トランプ大統領の命令で米軍がイランの革命防衛隊のソレイマニ司令官らを殺害したことで、両国間で緊張が高まっている。

1月8日、イランはイラク国内の米軍基地をミサイルで攻撃し、報復の連鎖と中東情勢のさらなる不安定化が懸念されている。

今の時点で、アメリカとイランの敵対の歴史を振り返り理解する必要があるだろう。

パフラヴィー2世がアメリカと接近

戦前のイランは今とは違い、シャー(国王)が支配する王政の国だった。

第2次大戦期、国王レザー=ハーンはナチス・ドイツに接近したことで、イギリスやソ連の反発を招き、退位させられ、代わって国王となったのが、レザー=ハーンの長男パフラヴィー2世だった。

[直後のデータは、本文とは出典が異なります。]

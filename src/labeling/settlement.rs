//! Backward balance-settlement heuristic for one DetailGroup
//!
//! Trades among a colluding cluster net out: every participant ends where it
//! started. Walking from the most recent trade backwards, the trailing tail is
//! trimmed one trade at a time until the remaining prefix settles, i.e. every
//! participant's net balance is within `margin` times the prefix's mean trade
//! size. That prefix is the wash-traded block.

use std::collections::HashMap;

use crate::ledger::{TraderId, WashLabel};

/// One trade inside a DetailGroup, reduced to the chosen amount leg
#[derive(Debug, Clone, PartialEq)]
pub struct GroupTrade {
    /// Row of this trade in the global trade table
    pub row: usize,
    pub tx_hash: String,
    pub token: String,
    pub timestamp: i64,
    pub buyer: TraderId,
    pub seller: TraderId,
    pub amount: f64,
    pub amount_dollar: f64,
    pub label: WashLabel,
}

/// Settles DetailGroups against a fixed margin
#[derive(Debug, Clone, Copy, PartialEq)]
pub struct WashTradeLabeler {
    margin: f64,
}

impl WashTradeLabeler {
    pub fn new(margin: f64) -> Self {
        Self { margin }
    }

    pub fn margin(&self) -> f64 {
        self.margin
    }

    /// Length of the longest settled prefix, if any.
    ///
    /// Trades must be in time order. Groups of fewer than two trades never
    /// settle, and a prefix is never shorter than two trades.
    pub fn settled_prefix(&self, trades: &[GroupTrade]) -> Option<usize> {
        let n = trades.len();
        if n <= 1 {
            return None;
        }

        let mut balances: HashMap<TraderId, f64> = HashMap::new();
        let mut prefix_sums = Vec::with_capacity(n + 1);
        prefix_sums.push(0.0);
        for trade in trades {
            *balances.entry(trade.buyer).or_insert(0.0) += trade.amount;
            *balances.entry(trade.seller).or_insert(0.0) -= trade.amount;
            let last = prefix_sums[prefix_sums.len() - 1];
            prefix_sums.push(last + trade.amount);
        }

        for idx in (1..n).rev() {
            let len = idx + 1;
            let mut mean_volume = prefix_sums[len] / len as f64;
            if mean_volume == 0.0 {
                mean_volume = 1.0;
            }

            let settled = balances
                .values()
                .all(|balance| (balance / mean_volume).abs() <= self.margin);
            if settled {
                return Some(len);
            }

            // Drop trade idx from the considered prefix
            let trade = &trades[idx];
            *balances.entry(trade.buyer).or_insert(0.0) -= trade.amount;
            *balances.entry(trade.seller).or_insert(0.0) += trade.amount;
        }

        None
    }

    /// Label the settled prefix as wash; trades after it are left as they are
    pub fn label(&self, trades: &mut [GroupTrade]) -> Option<usize> {
        let settled = self.settled_prefix(trades)?;
        for trade in &mut trades[..settled] {
            trade.label = WashLabel::Wash;
        }
        Some(settled)
    }
}

#[cfg(test)]
mod tests {
    use super::*;

    fn group(legs: &[(TraderId, TraderId, f64)]) -> Vec<GroupTrade> {
        legs.iter()
            .enumerate()
            .map(|(i, &(buyer, seller, amount))| GroupTrade {
                row: i,
                tx_hash: format!("t{}", i),
                token: "0xtok".to_string(),
                timestamp: i as i64,
                buyer,
                seller,
                amount,
                amount_dollar: amount * 10.0,
                label: WashLabel::Unknown,
            })
            .collect()
    }

    fn labels(trades: &[GroupTrade]) -> Vec<WashLabel> {
        trades.iter().map(|t| t.label).collect()
    }

    #[test]
    fn test_balanced_group_fully_settles_at_zero_margin() {
        // A buys 1 from B, B buys 2 from A, A buys 1 from B: both net to zero
        let mut trades = group(&[(1, 2, 1.0), (2, 1, 2.0), (1, 2, 1.0)]);

        let settled = WashTradeLabeler::new(0.0).label(&mut trades);

        assert_eq!(settled, Some(3));
        assert!(trades.iter().all(|t| t.label == WashLabel::Wash));
    }

    #[test]
    fn test_imbalanced_tail_is_trimmed() {
        // First two trades cancel out, the third leaves 1 long by 5
        let mut trades = group(&[(1, 2, 1.0), (2, 1, 1.0), (1, 2, 5.0)]);

        let settled = WashTradeLabeler::new(0.1).label(&mut trades);

        assert_eq!(settled, Some(2));
        assert_eq!(
            labels(&trades),
            vec![WashLabel::Wash, WashLabel::Wash, WashLabel::Unknown]
        );
    }

    #[test]
    fn test_never_settling_group_is_unchanged() {
        // One-directional flow never nets out
        let mut trades = group(&[(1, 2, 1.0), (1, 2, 1.0), (1, 2, 1.0)]);

        let settled = WashTradeLabeler::new(0.5).label(&mut trades);

        assert_eq!(settled, None);
        assert!(trades.iter().all(|t| t.label == WashLabel::Unknown));
    }

    #[test]
    fn test_single_trade_is_a_no_op() {
        let mut trades = group(&[(1, 2, 0.0)]);
        assert_eq!(WashTradeLabeler::new(10.0).label(&mut trades), None);
        assert_eq!(trades[0].label, WashLabel::Unknown);

        let mut empty: Vec<GroupTrade> = Vec::new();
        assert_eq!(WashTradeLabeler::new(10.0).label(&mut empty), None);
    }

    #[test]
    fn test_margin_is_relative_to_prefix_mean() {
        // Full group: balances +/-2 over mean 2.0 => 1.0
        // Three trades: balances +/-4 over mean 2.0 => 2.0
        // Two trades: balances 0 => settled
        let trades = group(&[(1, 2, 1.0), (2, 1, 1.0), (2, 1, 4.0), (1, 2, 2.0)]);
        assert_eq!(WashTradeLabeler::new(1.0).settled_prefix(&trades), Some(4));
        assert_eq!(WashTradeLabeler::new(0.99).settled_prefix(&trades), Some(2));
    }

    #[test]
    fn test_zero_volume_uses_unit_mean() {
        let trades = group(&[(1, 2, 0.0), (2, 1, 0.0)]);
        assert_eq!(WashTradeLabeler::new(0.0).settled_prefix(&trades), Some(2));
    }
}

パフラヴィー2世は親英・親米路線だったが、これに国内の民族主義勢力が反発することになる。(※民族主義とは、外国勢力からの解放、独立を目指す考えをいう。)

その当時、イギリス系の石油会社がイランの石油利権を独占しており、それをイランの手に取り戻そうという抵抗運動が強まっていた。

1951年、イランでは民族主義者のモサデグ氏が首相に就任し、モサデグ首相は石油の国有化を宣言した。そしてイギリス系のアングロ=イラニアン石油会社を接収した。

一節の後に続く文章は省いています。